(ACTIVITY)
Where does "PoolAllocatorConfig" appear in the data? Return each line that holds it.

(SUPPLIED MATERIAL)
//! Stream-ordered memory pool allocator
//!
//! [`HipPoolAllocator`] hands allocation and deallocation to the device's
//! default memory pool (`hipMallocFromPoolAsync` / `hipFreeAsync`) on a
//! private stream, and keeps the per-address sizes and usage statistics the
//! pool itself does not expose.
//!
//! # Ordering
//!
//! Every pool operation of one allocator is queued on its private stream, so
//! they execute in issue order relative to each other. Nothing orders them
//! against other streams; callers that hand an address to work on another
//! stream must synchronize the two streams themselves. The returned address
//! may be used by work queued after the allocation without waiting for it to
//! complete on the device.
//!
//! # Failure model
//!
//! Construction never fails. A device without pool support, or a stream or
//! pool that cannot be obtained, leaves the allocator *unavailable*: every
//! allocation returns `None` (unless a fallback is configured, see
//! [`FallbackPolicy`]) and the statistics stay at zero. Allocation failures
//! return `None` and log device memory plus the statistics snapshot. Free
//! failures are logged and the bookkeeping is reconciled anyway.
//!
//! # Example
//!
//! ```rust
//! use std::sync::Arc;
//! use rocmforge_pool::{DeviceAllocator, DummyRuntime, HipPoolAllocator, PoolAllocatorConfig};
//!
//! let runtime = Arc::new(DummyRuntime::new(1));
//! let allocator = HipPoolAllocator::new(runtime, None, PoolAllocatorConfig::new(0, 1 << 30));
//! let ptr = allocator.allocate(256, 1024).expect("allocation failed");
//! assert_eq!(allocator.requested_size(ptr), 1024);
//! allocator.deallocate(ptr);
//! ```

use std::collections::HashMap;
use std::fmt;
use std::sync::{Arc, Mutex, MutexGuard};

use serde::{Deserialize, Serialize};

use crate::allocator::stats::AllocatorStats;
use crate::allocator::traits::DeviceAllocator;
use crate::backend::device_context::ScopedDeviceActivation;
use crate::backend::hip_backend::error::{HipError, HipResult};
use crate::backend::runtime::{
    DevicePtr, DeviceRuntime, PoolAttribute, PoolHandle, PoolUsageAttribute,
};
use crate::backend::stream::HipStream;
use crate::config::{FallbackPolicy, PoolAllocatorConfig, PrimaryContextWorkaround};

/// Size of the throwaway allocation that initializes device 0's context
const PRIMARY_CONTEXT_TOUCH_BYTES: usize = 1024;

/// Driver-side usage counters of the memory pool
#[derive(Debug, Clone, Copy, Default, PartialEq, Eq, Serialize, Deserialize)]
pub struct PoolUsage {
    /// Bytes the pool currently holds from the device
    pub reserved_current: u64,
    pub reserved_high: u64,
    /// Bytes of the reservation handed out to allocations
    pub used_current: u64,
    pub used_high: u64,
}

impl fmt::Display for PoolUsage {
    fn fmt(&self, f: &mut fmt::Formatter<'_>) -> fmt::Result {
        write!(
            f,
            "reserved {} (high {}), used {} (high {})",
            self.reserved_current, self.reserved_high, self.used_current, self.used_high
        )
    }
}

#[derive(Debug)]
enum PoolState {
    Ready { pool: PoolHandle, stream: HipStream },
    Unavailable { reason: String },
}

/// Statistics and live sizes, guarded together by one mutex
#[derive(Debug, Default)]
struct Bookkeeping {
    stats: AllocatorStats,
    sizes: HashMap<DevicePtr, usize>,
}

/// Device allocator backed by the device's stream-ordered default memory pool
#[derive(Debug)]
pub struct HipPoolAllocator {
    name: String,
    config: PoolAllocatorConfig,
    runtime: Arc<dyn DeviceRuntime>,
    state: PoolState,
    fallback: Option<Box<dyn DeviceAllocator>>,
    book: Mutex<Bookkeeping>,
}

(RESULT)
//! use rocmforge_pool::{DeviceAllocator, DummyRuntime, HipPoolAllocator, PoolAllocatorConfig};
//! let allocator = HipPoolAllocator::new(runtime, None, PoolAllocatorConfig::new(0, 1 << 30));
use crate::config::{FallbackPolicy, PoolAllocatorConfig, PrimaryContextWorkaround};
    config: PoolAllocatorConfig,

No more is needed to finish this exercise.